▶ **Problem to solve**
The required result is the number of lines in this material containing the word "opts". Write that number and no other text.

┌──

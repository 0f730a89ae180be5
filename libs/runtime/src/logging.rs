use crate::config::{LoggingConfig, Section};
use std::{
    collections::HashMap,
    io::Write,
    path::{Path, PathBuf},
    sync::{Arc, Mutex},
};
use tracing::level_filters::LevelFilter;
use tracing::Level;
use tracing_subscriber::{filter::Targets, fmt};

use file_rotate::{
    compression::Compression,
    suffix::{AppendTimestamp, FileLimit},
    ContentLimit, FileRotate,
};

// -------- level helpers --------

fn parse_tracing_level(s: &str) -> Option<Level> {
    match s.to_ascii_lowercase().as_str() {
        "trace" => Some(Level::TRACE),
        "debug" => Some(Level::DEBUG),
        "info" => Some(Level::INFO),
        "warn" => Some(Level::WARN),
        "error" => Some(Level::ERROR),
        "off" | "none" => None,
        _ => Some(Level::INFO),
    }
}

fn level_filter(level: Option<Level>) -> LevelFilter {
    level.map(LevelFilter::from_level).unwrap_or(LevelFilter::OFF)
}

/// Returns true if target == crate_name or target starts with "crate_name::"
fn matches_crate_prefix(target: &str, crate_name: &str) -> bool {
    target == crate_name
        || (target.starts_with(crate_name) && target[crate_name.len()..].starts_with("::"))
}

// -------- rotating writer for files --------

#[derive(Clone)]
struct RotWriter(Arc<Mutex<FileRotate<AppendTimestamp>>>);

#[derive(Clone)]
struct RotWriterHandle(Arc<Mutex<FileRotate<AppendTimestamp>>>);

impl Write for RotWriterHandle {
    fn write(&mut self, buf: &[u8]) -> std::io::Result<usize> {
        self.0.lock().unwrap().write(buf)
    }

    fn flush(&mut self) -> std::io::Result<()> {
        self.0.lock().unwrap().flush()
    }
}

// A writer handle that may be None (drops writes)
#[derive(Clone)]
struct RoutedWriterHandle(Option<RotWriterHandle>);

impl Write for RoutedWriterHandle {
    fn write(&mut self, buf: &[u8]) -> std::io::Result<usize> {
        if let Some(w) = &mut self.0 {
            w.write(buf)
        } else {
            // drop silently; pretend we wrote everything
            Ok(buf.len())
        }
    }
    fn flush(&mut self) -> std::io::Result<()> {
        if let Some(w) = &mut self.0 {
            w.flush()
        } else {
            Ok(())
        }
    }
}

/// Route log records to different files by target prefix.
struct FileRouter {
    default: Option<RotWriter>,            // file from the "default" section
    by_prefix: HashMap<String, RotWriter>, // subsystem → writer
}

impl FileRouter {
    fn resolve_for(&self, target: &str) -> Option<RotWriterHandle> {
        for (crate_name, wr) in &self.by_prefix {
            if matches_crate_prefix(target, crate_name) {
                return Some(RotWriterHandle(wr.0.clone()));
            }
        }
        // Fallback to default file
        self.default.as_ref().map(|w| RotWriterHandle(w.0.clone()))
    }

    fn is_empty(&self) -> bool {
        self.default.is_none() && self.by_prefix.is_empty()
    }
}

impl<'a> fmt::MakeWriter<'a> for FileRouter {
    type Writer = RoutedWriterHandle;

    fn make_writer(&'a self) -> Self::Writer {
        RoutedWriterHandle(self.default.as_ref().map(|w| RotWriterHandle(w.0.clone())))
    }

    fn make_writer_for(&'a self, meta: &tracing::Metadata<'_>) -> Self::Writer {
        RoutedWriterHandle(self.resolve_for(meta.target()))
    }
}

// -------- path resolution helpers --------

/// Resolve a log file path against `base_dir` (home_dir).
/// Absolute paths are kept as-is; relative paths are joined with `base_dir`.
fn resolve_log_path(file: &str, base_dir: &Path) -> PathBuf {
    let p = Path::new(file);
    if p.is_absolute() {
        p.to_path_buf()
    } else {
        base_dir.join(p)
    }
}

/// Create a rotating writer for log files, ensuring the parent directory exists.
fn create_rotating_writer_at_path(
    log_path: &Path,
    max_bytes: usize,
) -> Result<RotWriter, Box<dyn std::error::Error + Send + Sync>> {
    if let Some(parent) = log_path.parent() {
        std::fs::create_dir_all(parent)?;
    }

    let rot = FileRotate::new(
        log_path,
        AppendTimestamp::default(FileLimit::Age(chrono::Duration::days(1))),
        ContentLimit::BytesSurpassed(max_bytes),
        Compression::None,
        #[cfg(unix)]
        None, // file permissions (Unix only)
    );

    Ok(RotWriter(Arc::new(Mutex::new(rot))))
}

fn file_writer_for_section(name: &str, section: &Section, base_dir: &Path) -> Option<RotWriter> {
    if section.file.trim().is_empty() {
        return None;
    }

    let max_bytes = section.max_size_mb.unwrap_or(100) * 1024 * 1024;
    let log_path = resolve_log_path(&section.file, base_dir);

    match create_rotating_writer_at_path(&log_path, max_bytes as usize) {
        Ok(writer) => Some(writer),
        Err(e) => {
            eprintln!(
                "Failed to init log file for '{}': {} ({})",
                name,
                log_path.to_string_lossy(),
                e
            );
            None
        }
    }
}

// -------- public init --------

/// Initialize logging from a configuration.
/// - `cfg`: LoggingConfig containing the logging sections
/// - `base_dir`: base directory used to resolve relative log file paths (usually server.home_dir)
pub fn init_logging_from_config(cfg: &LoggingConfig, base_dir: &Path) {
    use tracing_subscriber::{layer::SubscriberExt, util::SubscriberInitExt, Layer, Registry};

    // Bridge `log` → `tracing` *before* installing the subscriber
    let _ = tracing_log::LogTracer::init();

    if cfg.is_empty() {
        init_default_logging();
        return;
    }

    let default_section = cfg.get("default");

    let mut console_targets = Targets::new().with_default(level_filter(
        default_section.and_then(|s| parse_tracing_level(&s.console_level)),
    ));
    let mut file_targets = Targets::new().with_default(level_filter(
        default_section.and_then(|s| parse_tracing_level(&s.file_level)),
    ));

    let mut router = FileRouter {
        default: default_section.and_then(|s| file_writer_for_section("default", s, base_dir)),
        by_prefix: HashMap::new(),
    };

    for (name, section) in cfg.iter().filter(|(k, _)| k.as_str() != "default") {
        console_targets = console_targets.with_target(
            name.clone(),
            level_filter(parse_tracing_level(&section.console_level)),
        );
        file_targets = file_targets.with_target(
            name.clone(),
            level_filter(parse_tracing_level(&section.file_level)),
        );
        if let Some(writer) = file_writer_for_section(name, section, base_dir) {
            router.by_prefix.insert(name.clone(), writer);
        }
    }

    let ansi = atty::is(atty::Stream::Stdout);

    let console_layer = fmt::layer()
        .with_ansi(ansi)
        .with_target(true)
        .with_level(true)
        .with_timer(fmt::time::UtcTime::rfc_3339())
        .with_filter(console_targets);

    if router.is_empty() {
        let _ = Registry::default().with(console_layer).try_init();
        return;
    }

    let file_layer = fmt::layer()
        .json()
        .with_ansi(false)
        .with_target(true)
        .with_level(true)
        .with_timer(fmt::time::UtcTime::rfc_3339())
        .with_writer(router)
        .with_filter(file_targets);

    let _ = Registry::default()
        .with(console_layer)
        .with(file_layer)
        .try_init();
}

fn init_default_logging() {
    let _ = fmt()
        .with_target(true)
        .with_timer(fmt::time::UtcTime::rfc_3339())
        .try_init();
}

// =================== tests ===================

└──
┌──

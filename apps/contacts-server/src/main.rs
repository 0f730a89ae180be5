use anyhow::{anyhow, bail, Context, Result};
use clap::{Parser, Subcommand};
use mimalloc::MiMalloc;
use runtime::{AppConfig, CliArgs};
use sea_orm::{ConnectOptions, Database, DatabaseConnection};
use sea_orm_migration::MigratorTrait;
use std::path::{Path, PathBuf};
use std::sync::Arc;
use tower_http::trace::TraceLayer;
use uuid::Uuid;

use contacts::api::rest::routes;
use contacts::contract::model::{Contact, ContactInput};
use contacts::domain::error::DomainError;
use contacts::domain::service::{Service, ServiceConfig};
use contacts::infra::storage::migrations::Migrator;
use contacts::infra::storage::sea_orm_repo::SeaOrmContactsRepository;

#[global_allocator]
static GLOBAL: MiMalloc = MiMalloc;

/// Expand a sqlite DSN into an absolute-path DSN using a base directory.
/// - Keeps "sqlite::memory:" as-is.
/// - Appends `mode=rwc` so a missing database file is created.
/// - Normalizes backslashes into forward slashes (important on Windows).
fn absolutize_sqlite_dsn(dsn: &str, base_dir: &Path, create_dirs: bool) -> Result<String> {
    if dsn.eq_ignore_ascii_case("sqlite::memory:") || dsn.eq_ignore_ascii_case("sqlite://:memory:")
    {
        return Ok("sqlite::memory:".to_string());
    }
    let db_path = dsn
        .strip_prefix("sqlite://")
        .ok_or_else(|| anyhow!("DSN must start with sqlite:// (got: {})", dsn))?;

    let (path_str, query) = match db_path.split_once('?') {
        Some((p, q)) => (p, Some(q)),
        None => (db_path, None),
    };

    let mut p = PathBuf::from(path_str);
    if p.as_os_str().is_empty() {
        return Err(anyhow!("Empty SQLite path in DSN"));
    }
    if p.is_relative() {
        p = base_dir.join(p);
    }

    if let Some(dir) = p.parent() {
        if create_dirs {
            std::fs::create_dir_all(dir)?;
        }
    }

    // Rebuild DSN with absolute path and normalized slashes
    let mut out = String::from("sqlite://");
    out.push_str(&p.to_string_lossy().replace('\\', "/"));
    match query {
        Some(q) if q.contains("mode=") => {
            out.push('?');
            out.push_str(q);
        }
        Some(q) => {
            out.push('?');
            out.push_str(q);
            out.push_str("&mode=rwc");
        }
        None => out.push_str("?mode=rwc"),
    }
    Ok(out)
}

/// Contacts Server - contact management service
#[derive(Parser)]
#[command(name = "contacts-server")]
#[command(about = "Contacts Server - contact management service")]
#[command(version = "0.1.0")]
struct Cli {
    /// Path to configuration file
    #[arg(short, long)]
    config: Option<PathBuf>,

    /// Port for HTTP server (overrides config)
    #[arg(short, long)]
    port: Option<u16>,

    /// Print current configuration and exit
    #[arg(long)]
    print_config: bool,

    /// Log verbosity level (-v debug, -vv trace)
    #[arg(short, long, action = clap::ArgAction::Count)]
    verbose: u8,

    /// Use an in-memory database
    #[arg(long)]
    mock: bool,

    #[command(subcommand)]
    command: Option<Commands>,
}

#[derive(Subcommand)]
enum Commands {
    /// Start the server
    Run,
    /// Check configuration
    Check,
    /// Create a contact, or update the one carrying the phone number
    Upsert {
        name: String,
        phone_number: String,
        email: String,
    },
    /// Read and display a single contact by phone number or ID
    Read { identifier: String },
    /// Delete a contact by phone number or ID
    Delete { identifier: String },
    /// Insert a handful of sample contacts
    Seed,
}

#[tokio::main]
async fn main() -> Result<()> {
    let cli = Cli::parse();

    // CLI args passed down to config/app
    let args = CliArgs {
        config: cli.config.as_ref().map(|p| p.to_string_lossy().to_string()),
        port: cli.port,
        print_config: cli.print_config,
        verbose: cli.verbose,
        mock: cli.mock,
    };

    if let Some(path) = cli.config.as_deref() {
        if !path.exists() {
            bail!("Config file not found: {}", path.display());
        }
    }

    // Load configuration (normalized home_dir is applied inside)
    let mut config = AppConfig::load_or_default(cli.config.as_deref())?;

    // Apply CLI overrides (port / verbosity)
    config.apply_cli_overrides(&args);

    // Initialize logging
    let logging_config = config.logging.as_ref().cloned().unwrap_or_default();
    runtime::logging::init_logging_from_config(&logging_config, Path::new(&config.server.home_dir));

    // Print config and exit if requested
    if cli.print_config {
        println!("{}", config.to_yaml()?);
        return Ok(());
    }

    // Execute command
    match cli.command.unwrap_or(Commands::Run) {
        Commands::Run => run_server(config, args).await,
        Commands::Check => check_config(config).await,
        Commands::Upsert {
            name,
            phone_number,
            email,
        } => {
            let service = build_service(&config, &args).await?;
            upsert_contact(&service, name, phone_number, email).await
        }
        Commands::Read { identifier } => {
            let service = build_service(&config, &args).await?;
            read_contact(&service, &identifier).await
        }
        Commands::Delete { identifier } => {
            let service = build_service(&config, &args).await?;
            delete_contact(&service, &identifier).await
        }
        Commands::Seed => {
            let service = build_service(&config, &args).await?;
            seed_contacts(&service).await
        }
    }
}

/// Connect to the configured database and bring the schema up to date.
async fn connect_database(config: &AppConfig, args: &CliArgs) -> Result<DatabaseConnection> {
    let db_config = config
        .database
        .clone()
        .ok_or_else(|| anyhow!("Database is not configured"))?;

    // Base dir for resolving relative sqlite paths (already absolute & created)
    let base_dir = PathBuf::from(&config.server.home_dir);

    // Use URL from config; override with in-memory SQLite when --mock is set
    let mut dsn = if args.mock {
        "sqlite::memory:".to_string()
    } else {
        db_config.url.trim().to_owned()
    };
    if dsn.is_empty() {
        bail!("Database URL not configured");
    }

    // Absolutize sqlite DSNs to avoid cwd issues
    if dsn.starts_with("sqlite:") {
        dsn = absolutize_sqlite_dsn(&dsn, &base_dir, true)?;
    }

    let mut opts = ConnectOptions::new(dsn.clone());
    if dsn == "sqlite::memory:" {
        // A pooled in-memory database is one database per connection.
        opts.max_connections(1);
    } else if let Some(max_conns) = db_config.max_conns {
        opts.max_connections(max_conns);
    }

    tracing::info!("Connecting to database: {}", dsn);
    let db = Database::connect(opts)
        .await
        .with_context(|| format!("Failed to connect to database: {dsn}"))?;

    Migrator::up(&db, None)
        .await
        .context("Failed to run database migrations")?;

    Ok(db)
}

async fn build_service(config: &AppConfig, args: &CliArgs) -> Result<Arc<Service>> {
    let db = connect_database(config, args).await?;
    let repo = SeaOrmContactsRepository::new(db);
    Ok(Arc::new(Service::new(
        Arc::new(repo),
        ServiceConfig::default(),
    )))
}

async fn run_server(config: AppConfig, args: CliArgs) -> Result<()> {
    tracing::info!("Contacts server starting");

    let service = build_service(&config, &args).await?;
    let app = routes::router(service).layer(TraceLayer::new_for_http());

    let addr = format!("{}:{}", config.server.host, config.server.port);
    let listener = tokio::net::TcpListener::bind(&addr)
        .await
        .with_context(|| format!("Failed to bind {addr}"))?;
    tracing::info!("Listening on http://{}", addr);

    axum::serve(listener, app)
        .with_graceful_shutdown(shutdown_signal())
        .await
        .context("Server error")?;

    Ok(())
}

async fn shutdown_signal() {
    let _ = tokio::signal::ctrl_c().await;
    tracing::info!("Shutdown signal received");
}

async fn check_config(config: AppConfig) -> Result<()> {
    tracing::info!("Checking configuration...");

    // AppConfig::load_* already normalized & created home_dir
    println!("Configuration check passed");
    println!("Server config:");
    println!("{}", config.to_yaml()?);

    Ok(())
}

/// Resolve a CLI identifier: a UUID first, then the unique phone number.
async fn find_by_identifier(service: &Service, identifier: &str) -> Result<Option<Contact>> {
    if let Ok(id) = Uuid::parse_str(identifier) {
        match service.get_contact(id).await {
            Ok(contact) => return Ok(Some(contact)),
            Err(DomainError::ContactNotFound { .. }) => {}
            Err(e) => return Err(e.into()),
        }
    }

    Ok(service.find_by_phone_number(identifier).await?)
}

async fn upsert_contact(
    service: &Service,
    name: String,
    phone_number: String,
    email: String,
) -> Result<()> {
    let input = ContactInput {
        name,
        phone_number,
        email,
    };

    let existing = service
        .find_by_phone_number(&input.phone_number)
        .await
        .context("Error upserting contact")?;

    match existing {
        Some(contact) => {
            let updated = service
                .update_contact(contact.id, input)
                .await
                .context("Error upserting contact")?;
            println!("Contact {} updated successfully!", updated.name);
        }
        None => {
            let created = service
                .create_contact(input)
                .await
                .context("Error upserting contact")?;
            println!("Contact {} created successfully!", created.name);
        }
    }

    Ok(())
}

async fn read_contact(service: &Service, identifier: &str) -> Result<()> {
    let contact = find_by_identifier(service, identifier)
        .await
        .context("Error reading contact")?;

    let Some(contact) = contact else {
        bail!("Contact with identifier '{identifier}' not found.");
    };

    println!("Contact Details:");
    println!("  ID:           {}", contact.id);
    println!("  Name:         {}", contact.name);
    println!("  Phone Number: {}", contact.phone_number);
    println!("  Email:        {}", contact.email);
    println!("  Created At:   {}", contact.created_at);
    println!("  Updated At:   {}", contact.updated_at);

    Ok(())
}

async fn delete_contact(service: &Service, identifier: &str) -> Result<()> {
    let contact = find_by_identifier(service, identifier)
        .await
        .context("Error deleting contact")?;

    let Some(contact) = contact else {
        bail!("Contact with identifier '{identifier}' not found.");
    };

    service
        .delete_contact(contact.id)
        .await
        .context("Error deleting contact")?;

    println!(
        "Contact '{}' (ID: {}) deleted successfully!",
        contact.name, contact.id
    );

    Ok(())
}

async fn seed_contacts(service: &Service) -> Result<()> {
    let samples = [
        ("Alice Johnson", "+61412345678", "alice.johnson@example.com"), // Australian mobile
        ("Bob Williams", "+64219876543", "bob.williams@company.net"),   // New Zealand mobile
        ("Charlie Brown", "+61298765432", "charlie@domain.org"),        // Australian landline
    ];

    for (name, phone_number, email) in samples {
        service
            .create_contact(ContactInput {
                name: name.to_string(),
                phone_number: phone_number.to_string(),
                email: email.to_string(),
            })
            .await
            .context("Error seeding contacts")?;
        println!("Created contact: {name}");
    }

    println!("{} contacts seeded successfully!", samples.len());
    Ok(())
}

└──

▶ **Response below**
4